If you know me well, you've probably seen me many times almost in a sort of daze. As if I were staring at something. Maybe even at you. I do that a lot. I might, in the middle of a group conversation, absently stand next to you and stare at whoever you are talking to. If my sister is part of the conversation, she graciously snaps me out of it with her widening of eyes and clenching of teeth. ( Thank you Amanda, you've saved me several times from public embarrassment.)

Exactly why I do such a "strange" thing I do not know, but I think it is because my mind is wired to automatically float up to the clouds. And when I stare at someone, it is because I am wondering. I wonder what the person's life at home is like, whether they like the color blue or green, if they are having an ok day, if what they are saying is truly from the heart or empty words from the brain. (did that rhyme only in my head?) But just like I may wonder about you, I wonder about other things. I wonder about the trees. I love watching them dance. From one sway to the next, it seems like they are dancing to a silent rhythm. Or the clouds. They inhale, grow, exhale, separate. Or the thunder outside my window. Which cloud is making that noise? All of them? Two? Is it because they crashed into each other? Or because they are separating? (If you know the answer to this, please brush off the writers' ignorance on the life of clouds) 
 
But my point is... I think it is a beautiful thing to wonder. To wonder about the pure, the noble, the lovely. The most beautiful people I have met are those filled with the innocence of bewilderment. Those who get excited about the little things, those who find joy in the simple. I love watching people, not because of creepiness, but because I marvel at how as serious as one can be, their eyes can smile. Or how as quiet as a person is, a simple act of service can say more about them than their words. It is a beautiful thing to wonder, and it is a beautiful thing to discover. To discover your loves, your Creator, the worlds' beauties, the worlds' stories.  Which is why I will not leave this blog permanently abandoned. Though no one may read it, I have a voice inside me saying I must write about what I wonder, what I learn, and what I discover.

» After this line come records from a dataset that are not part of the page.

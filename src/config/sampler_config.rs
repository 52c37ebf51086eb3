//! Sampling policy configuration

use std::time::Duration;

use clap::ValueEnum;

/// How per-category counters are reported
#[derive(Debug, Clone, Copy, PartialEq, Eq, ValueEnum)]
pub enum RateMode {
    /// Raw call-count delta over the window
    RawCount,
    /// Delta divided by measured elapsed seconds
    PerSecond,
}

/// What to do with a negative delta (counter reset mid-interval)
#[derive(Debug, Clone, Copy, PartialEq, Eq, ValueEnum)]
pub enum DeltaPolicy {
    /// Report zero instead of a negative count
    ClampToZero,
    /// Report the raw difference, negative included
    Passthrough,
}

/// Policy knobs shared by every sampler in a round
#[derive(Debug, Clone, Copy)]
pub struct SamplerConfig {
    /// Wall-clock window between the two snapshots
    pub interval: Duration,
    pub rate_mode: RateMode,
    pub delta_policy: DeltaPolicy,
}

impl SamplerConfig {
    pub fn new(interval: Duration, rate_mode: RateMode, delta_policy: DeltaPolicy) -> Self {
        Self {
            interval,
            rate_mode,
            delta_policy,
        }
    }
}

impl Default for SamplerConfig {
    fn default() -> Self {
        Self {
            interval: Duration::from_secs(300),
            rate_mode: RateMode::PerSecond,
            delta_policy: DeltaPolicy::ClampToZero,
        }
    }
}
//! Cluster topology and node discovery
//!
//! This module provides:
//! - Standalone vs cluster-mode detection via the general status query
//! - CLUSTER NODES parsing into per-node descriptors
//! - Exclusion of unreachable nodes before sampling starts

pub mod node;
pub mod topology;

pub use node::{parse_cluster_node_line, NodeDescriptor, NodeRole};
pub use topology::{discover, parse_topology};
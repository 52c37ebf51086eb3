//! Sampling round orchestration
//!
//! Drives one round per cluster: discover the topology through the
//! entry point, fan one sampler thread out per reachable node, tick a
//! progress bar across the shared window, and collect rows as threads
//! complete. A node failure is logged and skipped; only an unreachable
//! entry point fails the round.

use std::sync::atomic::{AtomicBool, Ordering};
use std::sync::Arc;
use std::thread;
use std::time::Duration;

use indicatif::{ProgressBar, ProgressStyle};
use tracing::{info, warn};

use super::node_sampler::NodeSampler;
use super::row::SampleRow;
use crate::cluster;
use crate::config::{ClusterConfig, SamplerConfig};
use crate::taxonomy::CommandTaxonomy;
use crate::utils::{Result, SamplerError};

/// Fans sampling out across a cluster's nodes
pub struct SampleOrchestrator {
    config: SamplerConfig,
    taxonomy: Arc<CommandTaxonomy>,
    shutdown: Arc<AtomicBool>,
    show_progress: bool,
}

impl SampleOrchestrator {
    pub fn new(config: SamplerConfig, taxonomy: CommandTaxonomy, show_progress: bool) -> Self {
        Self {
            config,
            taxonomy: Arc::new(taxonomy),
            shutdown: Arc::new(AtomicBool::new(false)),
            show_progress,
        }
    }

    /// The taxonomy this orchestrator's rows are keyed by
    pub fn taxonomy(&self) -> &CommandTaxonomy {
        &self.taxonomy
    }

    /// Flag observed by in-flight samplers at their suspension point.
    /// Setting it cancels the round cooperatively; cancelled nodes
    /// contribute no row.
    pub fn shutdown_flag(&self) -> Arc<AtomicBool> {
        Arc::clone(&self.shutdown)
    }

    /// Run one sampling round against a cluster.
    ///
    /// Rows come back in completion order, not discovery order.
    pub fn run(&self, source: &str, cluster_config: &ClusterConfig) -> Result<Vec<SampleRow>> {
        let factory = cluster_config.connection_factory();

        // Entry-point failure is the only fatal one
        let mut entry = factory.create(&cluster_config.host, cluster_config.port)?;
        let nodes = cluster::discover(&mut entry, &cluster_config.host, cluster_config.port)?;
        drop(entry);

        info!(
            source,
            nodes = nodes.len(),
            interval_secs = self.config.interval.as_secs(),
            "sampling cluster"
        );

        let mut handles = Vec::with_capacity(nodes.len());
        for node in nodes {
            let factory = factory.clone();
            let sampler = NodeSampler::new(self.config, Arc::clone(&self.taxonomy));
            let shutdown = Arc::clone(&self.shutdown);
            let source = source.to_string();
            let address = node.address();

            let handle = thread::Builder::new()
                .name(format!("sampler-{}", address))
                .spawn(move || -> Result<SampleRow> {
                    let mut conn = factory.create(&node.host, node.port)?;
                    sampler.sample(&mut conn, &source, &node, &shutdown)
                })?;

            handles.push((address, handle));
        }

        if self.show_progress {
            self.tick_progress();
        }

        let mut rows = Vec::with_capacity(handles.len());
        for (address, handle) in handles {
            match handle.join() {
                Ok(Ok(row)) => rows.push(row),
                Ok(Err(SamplerError::Cancelled)) => {
                    warn!(node = %address, "sampling cancelled")
                }
                Ok(Err(e)) => {
                    warn!(node = %address, error = %e, "node sampling failed, skipping")
                }
                Err(_) => warn!(node = %address, "sampler thread panicked, skipping"),
            }
        }

        Ok(rows)
    }

    /// Tick once per second across the sampling window while the
    /// samplers hold between snapshots.
    fn tick_progress(&self) {
        let secs = self.config.interval.as_secs();
        let pb = ProgressBar::new(secs.max(1));
        pb.set_style(
            ProgressStyle::default_bar()
                .template("{spinner:.green} [{elapsed_precise}] [{bar:40.cyan/blue}] {pos}/{len}s")
                .unwrap()
                .progress_chars("#>-"),
        );

        for _ in 0..secs {
            if self.shutdown.load(Ordering::Relaxed) {
                break;
            }
            thread::sleep(Duration::from_secs(1));
            pb.inc(1);
        }
        pb.finish_and_clear();
    }
}
//! Error types for valkey-stat-sampler

use std::io;
use thiserror::Error;

/// Top-level application error
#[derive(Error, Debug)]
pub enum SamplerError {
    #[error("Configuration error: {0}")]
    Config(String),

    #[error("Connection error: {0}")]
    Connection(#[from] ConnectionError),

    #[error("Protocol error: {0}")]
    Protocol(#[from] ProtocolError),

    #[error("Cluster error: {0}")]
    Cluster(#[from] ClusterError),

    #[error("IO error: {0}")]
    Io(#[from] io::Error),

    #[error("Sampling cancelled")]
    Cancelled,
}

/// Connection-related errors
#[derive(Error, Debug)]
pub enum ConnectionError {
    #[error("Failed to connect to {host}:{port}: {source}")]
    ConnectFailed {
        host: String,
        port: u16,
        source: io::Error,
    },

    #[error("Authentication failed: {0}")]
    AuthFailed(String),

    #[error("TLS handshake failed: {0}")]
    TlsFailed(String),
}

/// Status-report correlation errors
#[derive(Error, Debug)]
pub enum ProtocolError {
    #[error("Status report missing mandatory field: {0}")]
    MissingField(String),
}

/// Cluster topology errors
#[derive(Error, Debug)]
pub enum ClusterError {
    #[error("Failed to parse CLUSTER NODES response: {0}")]
    ParseFailed(String),

    #[error("No reachable nodes in cluster")]
    NoNodes,
}

pub type Result<T> = std::result::Result<T, SamplerError>;
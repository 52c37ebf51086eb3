//! Per-cluster connection configuration
//!
//! Targets come from an INI file with one section per cluster; the
//! section name becomes the row's source label. Only `host` is
//! mandatory; everything else has a sensible default.
//!
//! ```ini
//! [production-cache]
//! host = cache.example.internal
//! port = 6379
//! password = hunter2
//! tls = true
//! ca_cert = /etc/ssl/ca.pem
//! ```

use std::collections::BTreeMap;
use std::path::{Path, PathBuf};
use std::time::Duration;

// Leading `::` disambiguates the config crate from this module
use ::config::{Config, File, FileFormat};
use serde::Deserialize;

use super::tls_config::TlsConfig;
use crate::client::ConnectionFactory;
use crate::utils::{Result, SamplerError};

fn default_port() -> u16 {
    6379
}

/// One `[section]` of the configuration file
#[derive(Debug, Clone, Deserialize)]
pub struct ClusterConfig {
    pub host: String,
    #[serde(default = "default_port")]
    pub port: u16,
    #[serde(default)]
    pub username: Option<String>,
    #[serde(default)]
    pub password: Option<String>,
    #[serde(default)]
    pub tls: bool,
    #[serde(default)]
    pub tls_skip_verify: bool,
    #[serde(default)]
    pub ca_cert: Option<PathBuf>,
    #[serde(default)]
    pub client_cert: Option<PathBuf>,
    #[serde(default)]
    pub client_key: Option<PathBuf>,
}

impl ClusterConfig {
    /// Build the connection factory for this cluster's nodes
    pub fn connection_factory(&self) -> ConnectionFactory {
        let tls_config = if self.tls {
            Some(TlsConfig {
                skip_verify: self.tls_skip_verify,
                ca_cert: self.ca_cert.clone(),
                client_cert: self.client_cert.clone(),
                client_key: self.client_key.clone(),
                sni: None,
            })
        } else {
            None
        };

        ConnectionFactory {
            connect_timeout: Duration::from_secs(10),
            read_timeout: Duration::from_secs(30),
            write_timeout: Duration::from_secs(30),
            tls_config,
            auth_password: self.password.clone(),
            auth_username: self.username.clone(),
        }
    }
}

/// Load all cluster sections from an INI file, ordered by section name
pub fn load_clusters(path: &Path) -> Result<Vec<(String, ClusterConfig)>> {
    let settings = Config::builder()
        .add_source(File::from(path).format(FileFormat::Ini))
        .build()
        .map_err(|e| SamplerError::Config(format!("{}: {}", path.display(), e)))?;

    let sections: BTreeMap<String, ClusterConfig> = settings
        .try_deserialize()
        .map_err(|e| SamplerError::Config(format!("{}: {}", path.display(), e)))?;

    if sections.is_empty() {
        return Err(SamplerError::Config(format!(
            "{}: no cluster sections defined",
            path.display()
        )));
    }

    Ok(sections.into_iter().collect())
}
//! pulse-core
//!
//! Pure domain types, ownership rules, the update sanitizer, and S3 key
//! conventions. No AWS SDK dependency — this is the shared vocabulary of
//! the Pulse system.

pub mod models;
pub mod ownership;
pub mod s3_keys;
pub mod update;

Hence the meaning of Sophrosyne. Prudence, temperance.  Only in stead mindedness can we wholeheartedly listen, and wholeheartedly discover.

 Let us be careful of how we spend our days, and take a bit of time, sit quietly, listen, and learn. I will continue to follow this calling to write, but what I would like you to do  after this is shut down your computer screen or put down your phone. Shut it and look out the nearest window. Is it raining? Is it night? Do you see the neighbor's laundry? (if so please look away, undergarments are not a good view)  But whatever (else) is out your window, sit and stare at it for a while. Wonder. Discover the little truths lying in the tree trunks, in the laughter of your grandparents, in the notes of your favorite song. Learn from the words of your mother, or the goodbye tears of a friend.  Look up to the sky and marvel at the creation. Take the little things in life and treasure them, treasure them and learn from them.  
( Next time you see me, let me know if you discovered anything (: )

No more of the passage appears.